#### [EXERCISE]
Provide an exact repetition of every entry, with no word altered.

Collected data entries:
- - - -

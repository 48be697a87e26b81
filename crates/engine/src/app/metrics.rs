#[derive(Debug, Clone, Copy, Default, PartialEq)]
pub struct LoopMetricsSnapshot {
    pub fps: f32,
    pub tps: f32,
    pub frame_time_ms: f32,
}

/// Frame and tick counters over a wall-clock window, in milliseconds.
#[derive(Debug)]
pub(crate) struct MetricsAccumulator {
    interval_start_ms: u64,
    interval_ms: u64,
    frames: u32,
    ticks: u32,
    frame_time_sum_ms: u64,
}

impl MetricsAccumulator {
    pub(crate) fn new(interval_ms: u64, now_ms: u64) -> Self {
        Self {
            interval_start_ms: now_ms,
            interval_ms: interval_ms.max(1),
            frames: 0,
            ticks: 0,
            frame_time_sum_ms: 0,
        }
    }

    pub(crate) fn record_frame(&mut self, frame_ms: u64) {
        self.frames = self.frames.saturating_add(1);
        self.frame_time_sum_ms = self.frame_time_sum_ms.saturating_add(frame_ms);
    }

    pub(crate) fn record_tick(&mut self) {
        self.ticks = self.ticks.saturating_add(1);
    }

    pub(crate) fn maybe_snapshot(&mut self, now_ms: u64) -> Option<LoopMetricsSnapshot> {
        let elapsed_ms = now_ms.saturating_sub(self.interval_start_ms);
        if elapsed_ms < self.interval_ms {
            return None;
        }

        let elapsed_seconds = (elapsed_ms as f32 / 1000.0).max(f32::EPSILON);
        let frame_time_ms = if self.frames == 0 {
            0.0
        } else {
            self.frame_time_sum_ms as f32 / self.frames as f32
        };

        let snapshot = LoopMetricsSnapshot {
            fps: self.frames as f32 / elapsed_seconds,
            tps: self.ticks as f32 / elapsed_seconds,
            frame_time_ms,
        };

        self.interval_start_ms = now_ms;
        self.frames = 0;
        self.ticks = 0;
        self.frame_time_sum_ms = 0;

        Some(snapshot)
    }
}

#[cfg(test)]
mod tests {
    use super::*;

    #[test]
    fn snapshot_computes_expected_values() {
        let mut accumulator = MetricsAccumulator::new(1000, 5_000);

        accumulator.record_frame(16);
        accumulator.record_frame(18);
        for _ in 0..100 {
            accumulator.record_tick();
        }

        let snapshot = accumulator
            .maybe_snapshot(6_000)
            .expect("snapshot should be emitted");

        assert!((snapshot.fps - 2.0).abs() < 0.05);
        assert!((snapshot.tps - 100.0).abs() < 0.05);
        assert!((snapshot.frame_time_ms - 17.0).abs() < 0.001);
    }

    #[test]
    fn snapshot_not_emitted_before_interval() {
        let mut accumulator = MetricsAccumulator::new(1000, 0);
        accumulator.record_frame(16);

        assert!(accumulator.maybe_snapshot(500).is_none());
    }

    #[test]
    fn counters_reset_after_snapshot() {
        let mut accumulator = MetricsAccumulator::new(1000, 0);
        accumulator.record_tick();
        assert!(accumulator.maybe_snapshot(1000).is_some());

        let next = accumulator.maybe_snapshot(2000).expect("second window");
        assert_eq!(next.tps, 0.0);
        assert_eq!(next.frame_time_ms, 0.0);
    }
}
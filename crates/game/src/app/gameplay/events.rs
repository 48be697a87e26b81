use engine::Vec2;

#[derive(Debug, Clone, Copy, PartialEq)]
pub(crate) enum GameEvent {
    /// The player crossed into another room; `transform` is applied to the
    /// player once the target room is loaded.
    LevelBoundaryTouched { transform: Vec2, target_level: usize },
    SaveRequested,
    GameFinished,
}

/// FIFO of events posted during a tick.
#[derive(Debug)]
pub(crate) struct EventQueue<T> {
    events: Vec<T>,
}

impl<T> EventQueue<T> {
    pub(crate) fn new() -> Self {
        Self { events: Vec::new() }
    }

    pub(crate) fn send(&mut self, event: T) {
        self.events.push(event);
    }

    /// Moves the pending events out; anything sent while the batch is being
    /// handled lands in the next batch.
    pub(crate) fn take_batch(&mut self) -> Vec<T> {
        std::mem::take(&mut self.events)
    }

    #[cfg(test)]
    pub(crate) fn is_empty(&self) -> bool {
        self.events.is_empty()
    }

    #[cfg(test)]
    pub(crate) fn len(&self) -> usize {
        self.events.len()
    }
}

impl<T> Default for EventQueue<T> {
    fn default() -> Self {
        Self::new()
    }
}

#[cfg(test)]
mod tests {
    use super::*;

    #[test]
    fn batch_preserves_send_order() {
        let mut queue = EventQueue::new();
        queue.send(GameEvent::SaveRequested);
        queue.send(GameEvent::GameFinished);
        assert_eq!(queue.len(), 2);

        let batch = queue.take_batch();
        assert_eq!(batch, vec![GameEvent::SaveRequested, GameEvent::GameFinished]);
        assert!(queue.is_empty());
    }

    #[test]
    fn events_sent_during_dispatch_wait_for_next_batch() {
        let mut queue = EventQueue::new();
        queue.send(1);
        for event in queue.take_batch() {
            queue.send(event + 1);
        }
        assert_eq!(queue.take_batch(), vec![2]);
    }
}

- - - -

#### [EXPECTED ANSWER]
repository 48be697a87e26b81
filename crates/engine/src/app/metrics.rs
#[derive(Debug, Clone, Copy, Default, PartialEq)]
pub struct LoopMetricsSnapshot {
    pub fps: f32,
    pub tps: f32,
    pub frame_time_ms: f32,
}

/// Frame and tick counters over a wall-clock window, in milliseconds.
#[derive(Debug)]
pub(crate) struct MetricsAccumulator {
    interval_start_ms: u64,
    interval_ms: u64,
    frames: u32,
    ticks: u32,
    frame_time_sum_ms: u64,
}

impl MetricsAccumulator {
    pub(crate) fn new(interval_ms: u64, now_ms: u64) -> Self {
        Self {
            interval_start_ms: now_ms,
            interval_ms: interval_ms.max(1),
            frames: 0,
            ticks: 0,
            frame_time_sum_ms: 0,
        }
    }

    pub(crate) fn record_frame(&mut self, frame_ms: u64) {
        self.frames = self.frames.saturating_add(1);
        self.frame_time_sum_ms = self.frame_time_sum_ms.saturating_add(frame_ms);
    }

    pub(crate) fn record_tick(&mut self) {
        self.ticks = self.ticks.saturating_add(1);
    }

    pub(crate) fn maybe_snapshot(&mut self, now_ms: u64) -> Option<LoopMetricsSnapshot> {
        let elapsed_ms = now_ms.saturating_sub(self.interval_start_ms);
        if elapsed_ms < self.interval_ms {
            return None;
        }

        let elapsed_seconds = (elapsed_ms as f32 / 1000.0).max(f32::EPSILON);
        let frame_time_ms = if self.frames == 0 {
            0.0
        } else {
            self.frame_time_sum_ms as f32 / self.frames as f32
        };

        let snapshot = LoopMetricsSnapshot {
            fps: self.frames as f32 / elapsed_seconds,
            tps: self.ticks as f32 / elapsed_seconds,
            frame_time_ms,
        };

        self.interval_start_ms = now_ms;
        self.frames = 0;
        self.ticks = 0;
        self.frame_time_sum_ms = 0;

        Some(snapshot)
    }
}

#[cfg(test)]
mod tests {
    use super::*;

    #[test]
    fn snapshot_computes_expected_values() {
        let mut accumulator = MetricsAccumulator::new(1000, 5_000);

        accumulator.record_frame(16);
        accumulator.record_frame(18);
        for _ in 0..100 {
            accumulator.record_tick();
        }

        let snapshot = accumulator
            .maybe_snapshot(6_000)
            .expect("snapshot should be emitted");

        assert!((snapshot.fps - 2.0).abs() < 0.05);
        assert!((snapshot.tps - 100.0).abs() < 0.05);
        assert!((snapshot.frame_time_ms - 17.0).abs() < 0.001);
    }

    #[test]
    fn snapshot_not_emitted_before_interval() {
        let mut accumulator = MetricsAccumulator::new(1000, 0);
        accumulator.record_frame(16);

        assert!(accumulator.maybe_snapshot(500).is_none());
    }

    #[test]
    fn counters_reset_after_snapshot() {
        let mut accumulator = MetricsAccumulator::new(1000, 0);
        accumulator.record_tick();
        assert!(accumulator.maybe_snapshot(1000).is_some());

        let next = accumulator.maybe_snapshot(2000).expect("second window");
        assert_eq!(next.tps, 0.0);
        assert_eq!(next.frame_time_ms, 0.0);
    }
}
filename crates/game/src/app/gameplay/events.rs
repository 48be697a87e26b81
use engine::Vec2;

#[derive(Debug, Clone, Copy, PartialEq)]
pub(crate) enum GameEvent {
    /// The player crossed into another room; `transform` is applied to the
    /// player once the target room is loaded.
    LevelBoundaryTouched { transform: Vec2, target_level: usize },
    SaveRequested,
    GameFinished,
}

/// FIFO of events posted during a tick.
#[derive(Debug)]
pub(crate) struct EventQueue<T> {
    events: Vec<T>,
}

impl<T> EventQueue<T> {
    pub(crate) fn new() -> Self {
        Self { events: Vec::new() }
    }

    pub(crate) fn send(&mut self, event: T) {
        self.events.push(event);
    }

    /// Moves the pending events out; anything sent while the batch is being
    /// handled lands in the next batch.
    pub(crate) fn take_batch(&mut self) -> Vec<T> {
        std::mem::take(&mut self.events)
    }

    #[cfg(test)]
    pub(crate) fn is_empty(&self) -> bool {
        self.events.is_empty()
    }

    #[cfg(test)]
    pub(crate) fn len(&self) -> usize {
        self.events.len()
    }
}

impl<T> Default for EventQueue<T> {
    fn default() -> Self {
        Self::new()
    }
}

#[cfg(test)]
mod tests {
    use super::*;

    #[test]
    fn batch_preserves_send_order() {
        let mut queue = EventQueue::new();
        queue.send(GameEvent::SaveRequested);
        queue.send(GameEvent::GameFinished);
        assert_eq!(queue.len(), 2);

        let batch = queue.take_batch();
        assert_eq!(batch, vec![GameEvent::SaveRequested, GameEvent::GameFinished]);
        assert!(queue.is_empty());
    }

    #[test]
    fn events_sent_during_dispatch_wait_for_next_batch() {
        let mut queue = EventQueue::new();
        queue.send(1);
        for event in queue.take_batch() {
            queue.send(event + 1);
        }
        assert_eq!(queue.take_batch(), vec![2]);
    }
}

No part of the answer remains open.